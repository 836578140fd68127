//! Credential sources for the `auth` frame.
//!
//! The client asks for a token on every (re)connect and never caches it,
//! since access tokens rotate.

use crate::{RelayError, RelayResult};
use async_trait::async_trait;

/// Supplies a short-lived bearer token.
#[async_trait]
pub trait CredentialSource: Send + Sync {
    /// Current access token, `None` when signed out.
    async fn access_token(&self) -> RelayResult<Option<String>>;
}

/// A fixed token, or none at all.
#[derive(Debug, Clone, Default)]
pub struct StaticCredentials {
    token: Option<String>,
}

impl StaticCredentials {
    pub fn new(token: impl Into<String>) -> Self {
        Self {
            token: Some(token.into()),
        }
    }

    pub fn anonymous() -> Self {
        Self { token: None }
    }
}

#[async_trait]
impl CredentialSource for StaticCredentials {
    async fn access_token(&self) -> RelayResult<Option<String>> {
        Ok(self.token.clone())
    }
}

/// Reads the token from an environment variable at each call.
#[derive(Debug, Clone)]
pub struct EnvCredentials {
    var: String,
}

impl EnvCredentials {
    pub fn new(var: impl Into<String>) -> Self {
        Self { var: var.into() }
    }
}

#[async_trait]
impl CredentialSource for EnvCredentials {
    async fn access_token(&self) -> RelayResult<Option<String>> {
        match std::env::var(&self.var) {
            Ok(value) if value.trim().is_empty() => Ok(None),
            Ok(value) => Ok(Some(value.trim().to_string())),
            Err(std::env::VarError::NotPresent) => Ok(None),
            Err(e) => Err(RelayError::Credentials(format!("{}: {}", self.var, e))),
        }
    }
}
//! Transport adapter.
//!
//! A [`Connector`] opens one bidirectional text connection and hands back a
//! [`Connection`]: a sender for outbound frames plus a stream of
//! [`TransportEvent`]s. Every failure after open, including socket errors,
//! is reported as a plain [`TransportEvent::Closed`].

use crate::messages::OutboundFrame;
use crate::{RelayError, RelayResult};
use async_trait::async_trait;
use futures_util::{SinkExt, StreamExt};
use std::sync::atomic::{AtomicUsize, Ordering};
use std::sync::Arc;
use tokio::sync::{mpsc, Mutex};
use tokio::time::Instant;
use tokio_tungstenite::{connect_async, tungstenite::Message};
use tracing::{debug, info, warn};
use url::Url;

/// Buffer size for the per-connection frame channels.
const CONNECTION_CHANNEL_CAPACITY: usize = 64;

/// Events reported by an open connection.
#[derive(Debug, Clone, PartialEq, Eq)]
pub enum TransportEvent {
    /// A text frame arrived.
    Message(String),
    /// The connection is gone (clean close or error, not distinguished).
    Closed,
}

/// Cloneable handle for writing text frames to one connection.
#[derive(Clone)]
pub struct FrameSender {
    outbound: mpsc::Sender<String>,
    last_sent_at: Arc<Mutex<Option<Instant>>>,
}

impl FrameSender {
    fn new(outbound: mpsc::Sender<String>) -> Self {
        Self {
            outbound,
            last_sent_at: Arc::new(Mutex::new(None)),
        }
    }

    /// Send raw text.
    pub async fn send_text(&self, text: String) -> RelayResult<()> {
        self.outbound
            .send(text)
            .await
            .map_err(|e| RelayError::Send(e.to_string()))?;
        *self.last_sent_at.lock().await = Some(Instant::now());
        Ok(())
    }

    /// Serialize and send an outbound frame.
    pub async fn send_frame(&self, frame: &OutboundFrame) -> RelayResult<()> {
        let json = frame.to_json()?;
        self.send_text(json).await
    }

    /// When the last frame was handed to the transport.
    pub async fn last_sent_at(&self) -> Option<Instant> {
        *self.last_sent_at.lock().await
    }

    /// Whether the transport side has gone away.
    pub fn is_closed(&self) -> bool {
        self.outbound.is_closed()
    }
}

/// One open connection.
///
/// Dropping every [`FrameSender`] clone closes the connection.
pub struct Connection {
    sender: FrameSender,
    events: mpsc::Receiver<TransportEvent>,
}

impl Connection {
    /// Build a connection from raw channels.
    pub fn from_channels(
        outbound: mpsc::Sender<String>,
        events: mpsc::Receiver<TransportEvent>,
    ) -> Self {
        Self {
            sender: FrameSender::new(outbound),
            events,
        }
    }

    /// Split into the write half and the event stream.
    pub fn into_parts(self) -> (FrameSender, mpsc::Receiver<TransportEvent>) {
        (self.sender, self.events)
    }
}

/// Opens connections to session endpoints.
#[async_trait]
pub trait Connector: Send + Sync {
    /// Open a connection. Errors mean the connection never opened.
    async fn connect(&self, url: &Url) -> RelayResult<Connection>;
}

/// WebSocket connector backed by tokio-tungstenite.
#[derive(Debug, Clone, Default)]
pub struct WsConnector;

impl WsConnector {
    pub fn new() -> Self {
        Self
    }
}

/// Make ring the process-wide rustls provider unless one is already set.
/// `wss` handshakes fail without a provider.
fn ensure_crypto_provider() {
    if rustls::crypto::CryptoProvider::get_default().is_none() {
        // Err means another caller installed one first.
        let _ = rustls::crypto::ring::default_provider().install_default();
    }
}

#[async_trait]
impl Connector for WsConnector {
    async fn connect(&self, url: &Url) -> RelayResult<Connection> {
        if url.scheme() == "wss" {
            ensure_crypto_provider();
        }
        debug!(url = %url, "Opening WebSocket");
        let (ws_stream, _) = connect_async(url.as_str()).await?;
        let (mut write, mut read) = ws_stream.split();

        let (outbound_tx, mut outbound_rx) = mpsc::channel::<String>(CONNECTION_CHANNEL_CAPACITY);
        let (event_tx, event_rx) = mpsc::channel::<TransportEvent>(CONNECTION_CHANNEL_CAPACITY);

        // Single pump task: writes queued frames, forwards inbound text.
        tokio::spawn(async move {
            loop {
                tokio::select! {
                    outbound = outbound_rx.recv() => match outbound {
                        Some(text) => {
                            if let Err(e) = write.send(Message::Text(text.into())).await {
                                warn!(error = %e, "WebSocket send failed");
                                break;
                            }
                        }
                        None => {
                            debug!("Outbound side dropped, closing WebSocket");
                            let _ = write.send(Message::Close(None)).await;
                            break;
                        }
                    },
                    inbound = read.next() => match inbound {
                        Some(Ok(Message::Text(text))) => {
                            if event_tx
                                .send(TransportEvent::Message(text.as_str().to_owned()))
                                .await
                                .is_err()
                            {
                                break;
                            }
                        }
                        Some(Ok(Message::Ping(data))) => {
                            let _ = write.send(Message::Pong(data)).await;
                        }
                        Some(Ok(Message::Close(frame))) => {
                            info!(frame = ?frame, "WebSocket closed by remote");
                            break;
                        }
                        Some(Ok(_)) => {}
                        Some(Err(e)) => {
                            warn!(error = %e, "WebSocket error");
                            break;
                        }
                        None => break,
                    },
                }
            }

            let _ = event_tx.send(TransportEvent::Closed).await;
        });

        Ok(Connection::from_channels(outbound_tx, event_rx))
    }
}

/// The far side of a [`ChannelConnector`] connection.
pub struct RemoteEnd {
    url: Url,
    events: mpsc::Sender<TransportEvent>,
    outbound: mpsc::Receiver<String>,
}

impl RemoteEnd {
    /// Endpoint the client asked for.
    pub fn url(&self) -> &Url {
        &self.url
    }

    /// Deliver a text frame to the client. Returns false once the client let go.
    pub async fn send_text(&self, text: impl Into<String>) -> bool {
        self.events
            .send(TransportEvent::Message(text.into()))
            .await
            .is_ok()
    }

    /// Deliver a JSON frame to the client.
    pub async fn send_json(&self, value: &serde_json::Value) -> bool {
        self.send_text(value.to_string()).await
    }

    /// Next frame written by the client, or None once it closed its side.
    pub async fn recv(&mut self) -> Option<String> {
        self.outbound.recv().await
    }

    /// Next already-written frame, without waiting.
    pub fn try_recv(&mut self) -> Option<String> {
        self.outbound.try_recv().ok()
    }

    /// Whether the client has closed its side.
    pub fn is_client_closed(&self) -> bool {
        self.events.is_closed()
    }

    /// Drop the connection from the remote side.
    pub async fn close(self) {
        let _ = self.events.send(TransportEvent::Closed).await;
    }
}

/// In-memory connector: each connect yields a [`RemoteEnd`] to the owner.
pub struct ChannelConnector {
    remotes: mpsc::UnboundedSender<RemoteEnd>,
    refusals: AtomicUsize,
    attempts: AtomicUsize,
}

impl ChannelConnector {
    /// Create a connector and the receiver its remote ends are delivered on.
    pub fn new() -> (Self, mpsc::UnboundedReceiver<RemoteEnd>) {
        let (remotes, remote_rx) = mpsc::unbounded_channel();
        let connector = Self {
            remotes,
            refusals: AtomicUsize::new(0),
            attempts: AtomicUsize::new(0),
        };
        (connector, remote_rx)
    }

    /// Make the next `count` connect attempts fail.
    pub fn refuse_next(&self, count: usize) {
        self.refusals.fetch_add(count, Ordering::SeqCst);
    }

    /// Total connect attempts so far, refused ones included.
    pub fn attempts(&self) -> usize {
        self.attempts.load(Ordering::SeqCst)
    }
}

#[async_trait]
impl Connector for ChannelConnector {
    async fn connect(&self, url: &Url) -> RelayResult<Connection> {
        self.attempts.fetch_add(1, Ordering::SeqCst);

        let refused = self
            .refusals
            .fetch_update(Ordering::SeqCst, Ordering::SeqCst, |n| n.checked_sub(1))
            .is_ok();
        if refused {
            return Err(RelayError::Connection(format!("connection to {} refused", url)));
        }

        let (outbound_tx, outbound_rx) = mpsc::channel(CONNECTION_CHANNEL_CAPACITY);
        let (event_tx, event_rx) = mpsc::channel(CONNECTION_CHANNEL_CAPACITY);

        self.remotes
            .send(RemoteEnd {
                url: url.clone(),
                events: event_tx,
                outbound: outbound_rx,
            })
            .map_err(|_| RelayError::Connection("remote side is gone".to_string()))?;

        Ok(Connection::from_channels(outbound_tx, event_rx))
    }
}

#[cfg(test)]
mod tests {
    use super::*;

    fn url() -> Url {
        Url::parse("ws://localhost:9/ws/sessions/abc").unwrap()
    }

    #[tokio::test]
    async fn test_channel_connector_pairs_ends() {
        let (connector, mut remotes) = ChannelConnector::new();
        let connection = connector.connect(&url()).await.unwrap();
        let mut remote = remotes.recv().await.unwrap();

        assert_eq!(remote.url().path(), "/ws/sessions/abc");

        let (sender, mut events) = connection.into_parts();
        sender.send_frame(&OutboundFrame::ping()).await.unwrap();
        assert_eq!(remote.recv().await.unwrap(), r#"{"type":"ping"}"#);
        assert!(sender.last_sent_at().await.is_some());

        assert!(remote.send_text(r#"{"type":"pong"}"#).await);
        assert_eq!(
            events.recv().await,
            Some(TransportEvent::Message(r#"{"type":"pong"}"#.to_string()))
        );

        remote.close().await;
        assert_eq!(events.recv().await, Some(TransportEvent::Closed));
    }

    #[tokio::test]
    async fn test_channel_connector_refusals() {
        let (connector, mut remotes) = ChannelConnector::new();
        connector.refuse_next(2);

        assert!(connector.connect(&url()).await.is_err());
        assert!(connector.connect(&url()).await.is_err());
        assert!(connector.connect(&url()).await.is_ok());
        assert_eq!(connector.attempts(), 3);
        assert!(remotes.try_recv().is_ok());
        assert!(remotes.try_recv().is_err());
    }

    #[tokio::test]
    async fn test_dropping_sender_closes_client_side() {
        let (connector, mut remotes) = ChannelConnector::new();
        let connection = connector.connect(&url()).await.unwrap();
        let mut remote = remotes.recv().await.unwrap();

        drop(connection);
        assert!(remote.recv().await.is_none());
        assert!(remote.is_client_closed());
    }

    #[tokio::test]
    async fn test_ws_connector_unreachable_endpoint() {
        let connector = WsConnector::new();
        let result = connector
            .connect(&Url::parse("ws://127.0.0.1:1/ws/sessions/abc").unwrap())
            .await;
        assert!(result.is_err());
    }
}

[Task brief]
Find each line in the records above that contains "EnvCredentials", and copy it.

[Solution to this task]
pub struct EnvCredentials {
impl EnvCredentials {
impl CredentialSource for EnvCredentials {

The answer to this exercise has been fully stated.